◆ **EXERCISE INSTRUCTIONS**:
For the word "messages", state how many lines of the records include it, with no other text.

-------- STORED DATA --------

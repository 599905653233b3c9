// Size-bounded prompt assembly from retrieved reference texts
//
// Budgets are counted in characters rather than tokens: a cheap bound on prompt
// size that needs no tokenizer, at the price of precision.

use crate::ai::core::providers::{ChatMessage, Role};
use std::fmt::Write;

pub const MAX_DOCUMENT_CHARACTERS: usize = 8000;
pub const MAX_COMBINED_CHARACTERS: usize = 24000;

pub const DEFAULT_PREAMBLE: &str =
    "You are a helpful assistant. Answer the user's question using the conversation history";

/// Character budgets for reference texts
#[derive(Debug, Clone, Copy, PartialEq, Eq)]
pub struct PromptBudget {
    /// Each candidate is truncated to this many characters
    pub per_document: usize,
    /// Sum of included (truncated) candidates never exceeds this
    pub combined: usize,
}

impl Default for PromptBudget {
    fn default() -> Self {
        Self {
            per_document: MAX_DOCUMENT_CHARACTERS,
            combined: MAX_COMBINED_CHARACTERS,
        }
    }
}

/// First `limit` characters of `text`
pub fn truncate_chars(text: &str, limit: usize) -> &str {
    match text.char_indices().nth(limit) {
        Some((byte_idx, _)) => &text[..byte_idx],
        None => text,
    }
}

/// Builds the ordered message list sent to the chat model
#[derive(Debug, Clone)]
pub struct PromptAssembler {
    preamble: String,
    budget: PromptBudget,
}

impl Default for PromptAssembler {
    fn default() -> Self {
        Self::new(DEFAULT_PREAMBLE, PromptBudget::default())
    }
}

impl PromptAssembler {
    pub fn new(preamble: impl Into<String>, budget: PromptBudget) -> Self {
        Self {
            preamble: preamble.into(),
            budget,
        }
    }

    /// Greedy fill in the given order: truncate each candidate, stop at the first one
    /// that would overflow the combined budget. Empty candidates are skipped.
    pub fn select_context<'a, S: AsRef<str>>(&self, candidates: &'a [S]) -> Vec<&'a str> {
        let mut selected = Vec::new();
        let mut total = 0;

        for candidate in candidates {
            let trimmed = truncate_chars(candidate.as_ref(), self.budget.per_document);
            if trimmed.is_empty() {
                continue;
            }
            let len = trimmed.chars().count();
            if total + len > self.budget.combined {
                break;
            }
            total += len;
            selected.push(trimmed);
        }

        selected
    }

    /// The single system message: preamble plus labelled reference documents
    pub fn system_message<S: AsRef<str>>(&self, candidates: &[S]) -> ChatMessage {
        let documents = self.select_context(candidates);

        let mut content = self.preamble.clone();
        if !documents.is_empty() {
            content.push_str(" and the following reference documents.\n\n");
            for (i, doc) in documents.iter().enumerate() {
                let _ = write!(content, "Document {}:\n{}\n\n", i + 1, doc);
            }
        }

        ChatMessage::new(Role::System, content)
    }

    /// System message first, then the history verbatim in its original order
    pub fn assemble<S: AsRef<str>>(
        &self,
        history: &[ChatMessage],
        candidates: &[S],
    ) -> Vec<ChatMessage> {
        let mut messages = Vec::with_capacity(history.len() + 1);
        messages.push(self.system_message(candidates));
        messages.extend(history.iter().cloned());
        messages
    }
}

#[cfg(test)]
mod tests {
    use super::*;

    #[test]
    fn test_first_truncated_second_included() {
        let assembler = PromptAssembler::default();
        let candidates = vec!["a".repeat(9000), "b".repeat(100)];

        let selected = assembler.select_context(&candidates);
        assert_eq!(selected.len(), 2);
        assert_eq!(selected[0].len(), 8000);
        assert_eq!(selected[1].len(), 100);
    }

    #[test]
    fn test_overflowing_candidate_dropped_and_assembly_stops() {
        let assembler = PromptAssembler::default();
        let candidates = vec![
            "a".repeat(9000),
            "b".repeat(100),
            "c".repeat(8000),
            "d".repeat(8000), // 8000 + 100 + 8000 + 8000 > 24000
            "e".repeat(10),   // would fit, but assembly already stopped
        ];

        let selected = assembler.select_context(&candidates);
        assert_eq!(selected.len(), 3);
        assert!(selected[2].starts_with('c'));
        let total: usize = selected.iter().map(|s| s.len()).sum();
        assert_eq!(total, 16100);
    }

    #[test]
    fn test_third_candidate_omitted_under_tight_budget() {
        let assembler = PromptAssembler::new(
            DEFAULT_PREAMBLE,
            PromptBudget {
                per_document: 8000,
                combined: 8200,
            },
        );
        let candidates = vec!["a".repeat(9000), "b".repeat(100), "c".repeat(500)];

        let selected = assembler.select_context(&candidates);
        assert_eq!(selected.len(), 2);
        assert_eq!(selected[0].len(), 8000);
        assert_eq!(selected[1].len(), 100);
    }

    #[test]
    fn test_empty_candidates_are_skipped() {
        let assembler = PromptAssembler::default();
        let candidates = vec!["", "real"];

        let message = assembler.system_message(&candidates);
        assert!(message.content.contains("Document 1:\nreal\n\n"));
        assert!(!message.content.contains("Document 2"));
    }

    #[test]
    fn test_no_candidates_gives_bare_preamble() {
        let assembler = PromptAssembler::default();
        let message = assembler.system_message::<String>(&[]);

        assert_eq!(message.role, Role::System);
        assert_eq!(message.content, DEFAULT_PREAMBLE);
    }

    #[test]
    fn test_assemble_keeps_history_order() {
        let assembler = PromptAssembler::default();
        let history = vec![
            ChatMessage::new(Role::User, "What is in the report?"),
            ChatMessage::new(Role::Assistant, "Revenue figures."),
            ChatMessage::new(Role::User, "Which quarter?"),
        ];

        let messages = assembler.assemble(&history, &["Q3 revenue rose 4%."]);
        assert_eq!(messages.len(), 4);
        assert_eq!(messages[0].role, Role::System);
        assert!(messages[0]
            .content
            .ends_with("reference documents.\n\nDocument 1:\nQ3 revenue rose 4%.\n\n"));
        assert_eq!(&messages[1..], &history[..]);
    }

    #[test]
    fn test_truncate_chars_respects_char_boundaries() {
        assert_eq!(truncate_chars("héllo", 2), "hé");
        assert_eq!(truncate_chars("abc", 10), "abc");
        assert_eq!(truncate_chars("abc", 0), "");
    }
}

--------

◆ **TASK RESULT**:
9